Member of the Minnesota Senate from the 20th district
- In office January 7, 2003 – March 2, 2012
- Preceded by: Charles Berg

Member of the Minnesota House of Representatives from the 15B district
- In office January 7, 1997 – January 6, 2003
- Preceded by: Roger Cooper
- Succeeded by: Lyle Koenen

Personal details
- Born: November 12, 1943 Fort Dodge, Iowa
- Died: March 2, 2012 (aged 68) Saint Paul, Minnesota
- Party: Minnesota Democratic-Farmer-Labor Party
- Spouse: Patricia
- Children: 3
- Alma mater: Minnesota State University, Mankato Luther Theological Seminary
- Occupation: pastor, legislator

= Gary Kubly =

American politician (1943–2012)

Gary W. Kubly (November 12, 1943 - March 2, 2012) was a Minnesota politician and a member of the Minnesota Senate who represented District 20, which includes portions of Big Stone, Chippewa, Kandiyohi, Lac qui Parle, Lincoln, McLeod, Meeker, Renville, Swift and Yellow Medicine counties in the west central part of the state. A Democrat, he was first elected to the Senate in 2002, and was re-elected in 2006 and 2010. Prior to that, he served in the Minnesota House of Representatives representing the old District 15B from 1997 to 2003.
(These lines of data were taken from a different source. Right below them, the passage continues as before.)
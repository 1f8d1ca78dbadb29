pub mod config;
pub mod core;
pub mod domain;
pub mod utils;

pub use config::{
    cli::{LocalFileSink, LocalFileSource},
    CliConfig,
};
pub use core::{export::ExportPipeline, ingest::IngestionPipeline};
pub use domain::model::{ExportFormat, FilterState, ParseOutcome, Record, Value};
pub use utils::error::{NdjsonError, Result};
Kubly was a member of the Senate's Agriculture and Veterans Committee and Capital Investment Committee. He also serves on the Finance subcommittees for the Agriculture and Veterans Budget and Policy Division, the Economic Development and Housing Budget Division, the Environment, Energy and Natural Resources Budget Division, the Environment, Energy and Natural Resources Budget Division-Energy Subdivision (which he chairs), and the State Government Budget Division. His special legislative concerns include agriculture, rural communities, rural education, rural health care, rural transportation, energy, jobs, and education.
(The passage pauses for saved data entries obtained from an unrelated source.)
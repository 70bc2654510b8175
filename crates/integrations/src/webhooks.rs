//! Slack request payload parsing and signature verification.

use hmac::{Hmac, Mac};
use incident::views::ViewState;
use serde::{Deserialize, Serialize};
use sha2::Sha256;
use subtle::ConstantTimeEq;

type HmacSha256 = Hmac<Sha256>;

/// Slack signature scheme version.
const SIGNATURE_VERSION: &str = "v0";

/// Header carrying the request signature.
pub const SIGNATURE_HEADER: &str = "x-slack-signature";

/// Header carrying the request timestamp (Unix seconds).
pub const TIMESTAMP_HEADER: &str = "x-slack-request-timestamp";

/// Compute the `v0=…` signature Slack attaches to a request.
///
/// Returns `None` only if the secret cannot key an HMAC.
#[must_use]
pub fn sign_request(secret: &str, timestamp: &str, body: &[u8]) -> Option<String> {
    let mut mac = HmacSha256::new_from_slice(secret.as_bytes()).ok()?;
    mac.update(SIGNATURE_VERSION.as_bytes());
    mac.update(b":");
    mac.update(timestamp.as_bytes());
    mac.update(b":");
    mac.update(body);
    Some(format!(
        "{SIGNATURE_VERSION}={}",
        hex::encode(mac.finalize().into_bytes())
    ))
}

/// Verify a Slack request signature using HMAC-SHA256.
///
/// # Arguments
/// * `body` - Raw request body bytes
/// * `timestamp` - Value of `X-Slack-Request-Timestamp`
/// * `signature` - Value of `X-Slack-Signature` (`v0=` + hex digest)
/// * `secret` - Signing secret
#[must_use]
pub fn verify_slack_signature(body: &[u8], timestamp: &str, signature: &str, secret: &str) -> bool {
    let Some(hex_digest) = signature
        .strip_prefix(SIGNATURE_VERSION)
        .and_then(|s| s.strip_prefix('='))
    else {
        return false;
    };
    let Ok(signature_bytes) = hex::decode(hex_digest) else {
        return false;
    };

    let Ok(mut mac) = HmacSha256::new_from_slice(secret.as_bytes()) else {
        return false;
    };
    mac.update(SIGNATURE_VERSION.as_bytes());
    mac.update(b":");
    mac.update(timestamp.as_bytes());
    mac.update(b":");
    mac.update(body);
    let computed = mac.finalize().into_bytes();

    computed.as_slice().ct_eq(&signature_bytes).into()
}

/// Validate that a request timestamp (Unix seconds) is within `max_age_secs` of now.
#[must_use]
pub fn validate_request_timestamp(timestamp: &str, max_age_secs: i64) -> bool {
    let Ok(timestamp) = timestamp.trim().parse::<i64>() else {
        return false;
    };
    let now = chrono::Utc::now().timestamp();
    now.abs_diff(timestamp) <= max_age_secs.unsigned_abs()
}

/// Slash command invocation (form-encoded).
#[derive(Debug, Clone, Default, Serialize, Deserialize)]
pub struct SlashCommand {
    /// Command name, including the leading slash
    pub command: String,
    /// Trigger for opening a modal
    #[serde(default)]
    pub trigger_id: String,
    /// Invoking channel id
    #[serde(default)]
    pub channel_id: String,
    /// Invoking channel name
    #[serde(default)]
    pub channel_name: String,
    /// Invoking user id
    #[serde(default)]
    pub user_id: String,
}

/// Interaction request body: a form with a single JSON `payload` field.
#[derive(Debug, Clone, Serialize, Deserialize)]
pub struct InteractionEnvelope {
    /// JSON-encoded [`InteractionPayload`]
    pub payload: String,
}

/// Interaction payload.
#[derive(Debug, Clone, Serialize, Deserialize)]
#[serde(tag = "type", rename_all = "snake_case")]
pub enum InteractionPayload {
    /// A modal was submitted
    ViewSubmission {
        /// Submitting user
        user: InteractionUser,
        /// Submitted view
        view: SubmittedView,
    },
    /// Any other interaction (ignored)
    #[serde(other)]
    Unknown,
}

/// User attached to an interaction.
#[derive(Debug, Clone, Serialize, Deserialize)]
pub struct InteractionUser {
    /// User id
    pub id: String,
}

/// View as carried by a submission.
#[derive(Debug, Clone, Serialize, Deserialize)]
pub struct SubmittedView {
    /// Callback id of the modal
    pub callback_id: String,
    /// Data attached when the modal was opened
    #[serde(default)]
    pub private_metadata: String,
    /// Submitted values
    #[serde(default)]
    pub state: ViewState,
}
Kubly obtained his B.A. degree from Minnesota State University, Mankato. He also served in the United States Air Force from 1966 to 1968, during which time he worked in the research division of the School of Aerospace Medicine. After serving as a public school teacher from 1968 to 1970, he went on to Luther Theological Seminary, where he obtained his M.Div. degree. A Lutheran pastor, he and his wife, Patricia, are the parents of three children.

In 2010, Kubly was diagnosed with amyotrophic lateral sclerosis or Lou Gehrig's disease. On February 29, 2012, he was admitted to Regions Hospital in Saint Paul during a "medical crisis" and was listed in "critical condition." He died on Friday, March 2, 2012.